In mid-April, Adele Schneider, MD, director of Clinical Genetics at Einstein Medical Center Philadelphia, headed up a team of genetic researchers and vision experts to Weno to learn what they can about the genetic underpinnings of A/M, to try to determine whether certain environmental factors might contribute to the problems, and to provide badly needed ophthalmological services.
The Genetics Department at Einstein is internationally renowned for its Anophthalmia/Microphthalmia Clinical Research Center, which includes a registry and gene screening. The program was initiated with an Albert Einstein Society grant, and has been sustained by the Society, together with other grants, over the years.
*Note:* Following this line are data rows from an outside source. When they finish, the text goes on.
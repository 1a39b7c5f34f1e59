use tracing::{debug, error, info};

use crate::config::DbDriver;
use crate::db::DatabaseError;
use crate::db::connection::BackendConnection;

/// Bump whenever a column is appended to [`REQUIRED_COLUMNS`].
pub const CURRENT_SCHEMA_VERSION: i32 = 3;

pub const METADATA_TABLE: &str = "bridge_metadata";
pub const LINKS_TABLE: &str = "linked_accounts";

const CREATE_METADATA_TABLE: &str = "CREATE TABLE IF NOT EXISTS bridge_metadata (schema_version INT)";
const CREATE_LINKS_TABLE: &str =
    "CREATE TABLE IF NOT EXISTS linked_accounts (uuid VARCHAR(36) PRIMARY KEY)";

/// A column the links table must end up with, beyond the primary key.
#[derive(Debug, Clone, Copy)]
pub struct ColumnDef {
    pub name: &'static str,
    pub mysql: &'static str,
    /// SQLite refuses `ADD COLUMN` with a non-constant default or a
    /// `NOT NULL` column without one.
    pub sqlite: &'static str,
}

impl ColumnDef {
    pub fn definition(&self, driver: DbDriver) -> &'static str {
        match driver {
            DbDriver::Mysql => self.mysql,
            DbDriver::Sqlite => self.sqlite,
        }
    }
}

/// Append-only. Existing entries are never changed or removed.
pub const REQUIRED_COLUMNS: &[ColumnDef] = &[
    ColumnDef {
        name: "discord_id",
        mysql: "VARCHAR(20) NOT NULL",
        sqlite: "VARCHAR(20) NOT NULL DEFAULT ''",
    },
    ColumnDef {
        name: "linked_at",
        mysql: "DATE DEFAULT (CURRENT_DATE)",
        sqlite: "DATE",
    },
];

#[derive(Debug, Clone, PartialEq, Eq)]
pub struct MigrationReport {
    pub from_version: i32,
    pub to_version: i32,
    pub added_columns: Vec<&'static str>,
    pub skipped: bool,
}

pub struct SchemaMigrator<'a> {
    conn: &'a mut dyn BackendConnection,
}

impl<'a> SchemaMigrator<'a> {
    pub fn new(conn: &'a mut dyn BackendConnection) -> Self {
        Self { conn }
    }

    /// Brings the schema up to [`CURRENT_SCHEMA_VERSION`].
    ///
    /// Statements are not wrapped in a transaction: a failure leaves whatever
    /// columns were already added in place and the old version stamp.
    pub fn migrate(&mut self) -> Result<MigrationReport, DatabaseError> {
        let from_version = self.installed_version()?;
        if from_version >= CURRENT_SCHEMA_VERSION {
            info!(
                "database schema is up to date (version {}), skipping validation",
                from_version
            );
            return Ok(MigrationReport {
                from_version,
                to_version: from_version,
                added_columns: Vec::new(),
                skipped: true,
            });
        }

        info!(
            "database schema update detected: version {} -> {}",
            from_version, CURRENT_SCHEMA_VERSION
        );

        match self.apply() {
            Ok(added_columns) => Ok(MigrationReport {
                from_version,
                to_version: CURRENT_SCHEMA_VERSION,
                added_columns,
                skipped: false,
            }),
            Err(e) => {
                error!("error during database schema synchronization: {}", e);
                Err(DatabaseError::Migration(e.to_string()))
            }
        }
    }

    /// 0 when the metadata table is missing or empty.
    pub fn installed_version(&mut self) -> Result<i32, DatabaseError> {
        if !self.conn.table_exists(METADATA_TABLE)? {
            return Ok(0);
        }
        Ok(self.conn.read_schema_version()?.unwrap_or(0))
    }

    fn apply(&mut self) -> Result<Vec<&'static str>, DatabaseError> {
        self.create_tables()?;
        let added = self.reconcile_columns()?;
        self.stamp_version()?;
        Ok(added)
    }

    fn create_tables(&mut self) -> Result<(), DatabaseError> {
        self.conn.run_statement(CREATE_METADATA_TABLE)?;
        self.conn.run_statement(CREATE_LINKS_TABLE)
    }

    fn reconcile_columns(&mut self) -> Result<Vec<&'static str>, DatabaseError> {
        let driver = self.conn.driver();
        let mut added = Vec::new();
        for column in REQUIRED_COLUMNS {
            if self.conn.column_exists(LINKS_TABLE, column.name)? {
                debug!("column {}.{} already present", LINKS_TABLE, column.name);
                continue;
            }
            info!("adding missing column {}.{}", LINKS_TABLE, column.name);
            let statement = format!(
                "ALTER TABLE {} ADD COLUMN {} {}",
                LINKS_TABLE,
                column.name,
                column.definition(driver)
            );
            self.conn.run_statement(&statement)?;
            added.push(column.name);
        }
        Ok(added)
    }

    /// Replaces any existing rows so exactly one version row remains.
    fn stamp_version(&mut self) -> Result<(), DatabaseError> {
        self.conn.run_statement("DELETE FROM bridge_metadata")?;
        self.conn.run_statement(&format!(
            "INSERT INTO bridge_metadata (schema_version) VALUES ({})",
            CURRENT_SCHEMA_VERSION
        ))
    }
}

#[cfg(all(test, feature = "sqlite"))]
mod tests {
    use diesel::prelude::*;
    use diesel::sqlite::SqliteConnection;

    use super::{CURRENT_SCHEMA_VERSION, LINKS_TABLE, SchemaMigrator};
    use crate::db::connection::BackendConnection;

    fn memory_connection() -> SqliteConnection {
        SqliteConnection::establish(":memory:").expect("in-memory sqlite")
    }

    fn metadata_rows(conn: &mut SqliteConnection) -> usize {
        #[derive(QueryableByName)]
        struct Row {
            #[diesel(sql_type = diesel::sql_types::BigInt)]
            count: i64,
        }
        let rows = diesel::sql_query("SELECT COUNT(*) AS count FROM bridge_metadata")
            .load::<Row>(conn)
            .expect("count metadata rows");
        rows[0].count as usize
    }

    #[test]
    fn fresh_database_gets_baseline_and_all_columns() {
        let mut conn = memory_connection();

        let report = SchemaMigrator::new(&mut conn).migrate().expect("migrate");

        assert_eq!(report.from_version, 0);
        assert_eq!(report.to_version, CURRENT_SCHEMA_VERSION);
        assert_eq!(report.added_columns, vec!["discord_id", "linked_at"]);
        assert!(!report.skipped);
        assert_eq!(
            conn.column_names(LINKS_TABLE).expect("columns"),
            vec!["uuid", "discord_id", "linked_at"]
        );
        assert_eq!(conn.read_schema_version().expect("version"), Some(CURRENT_SCHEMA_VERSION));
        assert_eq!(metadata_rows(&mut conn), 1);
    }

    #[test]
    fn second_run_is_skipped_and_leaves_schema_identical() {
        let mut conn = memory_connection();
        SchemaMigrator::new(&mut conn).migrate().expect("first migrate");
        let columns_before = conn.column_names(LINKS_TABLE).expect("columns");

        let report = SchemaMigrator::new(&mut conn).migrate().expect("second migrate");

        assert!(report.skipped);
        assert!(report.added_columns.is_empty());
        assert_eq!(conn.column_names(LINKS_TABLE).expect("columns"), columns_before);
        assert_eq!(conn.read_schema_version().expect("version"), Some(CURRENT_SCHEMA_VERSION));
        assert_eq!(metadata_rows(&mut conn), 1);
    }

    #[test]
    fn missing_linked_at_is_added_without_touching_existing_data() {
        let mut conn = memory_connection();
        conn.run_statement(
            "CREATE TABLE linked_accounts (uuid VARCHAR(36) PRIMARY KEY, discord_id VARCHAR(20) NOT NULL)",
        )
        .expect("legacy table");
        conn.run_statement(
            "INSERT INTO linked_accounts (uuid, discord_id) VALUES ('7d444840-9dc0-11d1-b245-5ffdce74fad2', '424242')",
        )
        .expect("legacy row");

        let report = SchemaMigrator::new(&mut conn).migrate().expect("migrate");

        assert_eq!(report.added_columns, vec!["linked_at"]);
        assert_eq!(
            conn.column_names(LINKS_TABLE).expect("columns"),
            vec!["uuid", "discord_id", "linked_at"]
        );
        let rows = conn.select_links(None).expect("rows");
        assert_eq!(rows.len(), 1);
        assert_eq!(rows[0].discord_id, "424242");
        assert_eq!(rows[0].linked_at, None);
    }

    #[test]
    fn stale_version_rows_collapse_to_one() {
        let mut conn = memory_connection();
        conn.run_statement("CREATE TABLE bridge_metadata (schema_version INT)")
            .expect("metadata table");
        conn.run_statement("INSERT INTO bridge_metadata (schema_version) VALUES (1)")
            .expect("row one");
        conn.run_statement("INSERT INTO bridge_metadata (schema_version) VALUES (2)")
            .expect("row two");

        let report = SchemaMigrator::new(&mut conn).migrate().expect("migrate");

        assert_eq!(report.from_version, 1);
        assert_eq!(metadata_rows(&mut conn), 1);
        assert_eq!(conn.read_schema_version().expect("version"), Some(CURRENT_SCHEMA_VERSION));
    }

    #[test]
    fn empty_metadata_table_reads_as_version_zero() {
        let mut conn = memory_connection();
        conn.run_statement("CREATE TABLE bridge_metadata (schema_version INT)")
            .expect("metadata table");

        let version = SchemaMigrator::new(&mut conn)
            .installed_version()
            .expect("version");

        assert_eq!(version, 0);
    }

    #[test]
    fn newer_installed_version_is_left_alone() {
        let mut conn = memory_connection();
        conn.run_statement("CREATE TABLE bridge_metadata (schema_version INT)")
            .expect("metadata table");
        conn.run_statement("INSERT INTO bridge_metadata (schema_version) VALUES (99)")
            .expect("future version");

        let report = SchemaMigrator::new(&mut conn).migrate().expect("migrate");

        assert!(report.skipped);
        assert_eq!(report.to_version, 99);
        assert!(!conn.table_exists(LINKS_TABLE).expect("table check"));
    }

    #[test]
    fn failed_statement_aborts_and_keeps_old_version() {
        let mut conn = memory_connection();
        // A view named like the links table makes ALTER TABLE fail after the
        // metadata table was created.
        conn.run_statement("CREATE VIEW linked_accounts AS SELECT 1 AS uuid")
            .expect("blocking view");

        let result = SchemaMigrator::new(&mut conn).migrate();

        assert!(result.is_err());
        assert!(conn.table_exists("bridge_metadata").expect("table check"));
        assert_eq!(conn.read_schema_version().expect("version"), None);
    }
}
Whatever happens at the genetic level occurs either at the time of conception or very early in pregnancy, says Dr. Schneider. “It’s there at the time of birth, and is caused by something that happened early in pregnancy because the eye develops up to 56 days of gestation,” Dr. Schneider says. “By then, whatever genes are influencing the development of the eye have done their job.”
Earlier in the study of anophthalmia/microphthalmia, researchers considered that there may be an environmental cause—exposure to pesticides, for example. However, research has for quite some time pointed to a genetic cause.
Dr. Schneider’s primary motivation is to provide aid to people who could really use it, but at the same time Chuuk provides an ideal opportunity to get at the genetic roots of A/M.
“We want to find out the genetics of anophthalmia/microphthalmia in these children,” she says. “I think it’s probably going to be one gene and probably the same mutation in everybody because it’s an island population that’s intermarried, so they’re all related in some way, even distantly. And it appears that the A/M seems to have hit this generation with a large number and wasn’t present before in such large numbers, so I’m not quite sure why. So that’s another curious thing.”
Dr. Schneider is hopeful that, regardless of the role nature plays in the development of these disorders, there might be a way to prevent them. One theory: prenatal vitamin A insufficiency.
“There’s endemic vitamin A deficiency there (in Chuuk),” she says. “Vitamin A levels can affect the function of some genes in the vitamin A pathway and involved in eye development. Some of these genes have been shown to be dependent on the mother’s vitamin A level for normal functioning. So wouldn’t it be amazing if we found that low vitamin A is affecting the function of a gene and causing it, and if we gave them a high enough dose of vitamin A, we could prevent it?”
Aside from the obvious physical hardship of blindness caused by anophthalmia and microphthalmia, there are other compelling reasons to explore and address A/M in Chuuk. “This is a big economic and educational burden for them,” says Dr. Schneider. “So, it would be nice if we could figure out a way of preventing it in the next generation—and also, if the people who have it get examined by an ophthalmologist. Many of them have never had an eye exam. And one of the problems is that glaucoma can make your vision worse. So, if there are younger kids who are at risk for glaucoma and can get examined now, we may be able to prevent the development of glaucoma in these children and provide guidance as to how to manage it. So, there are a lot of reasons to go there.”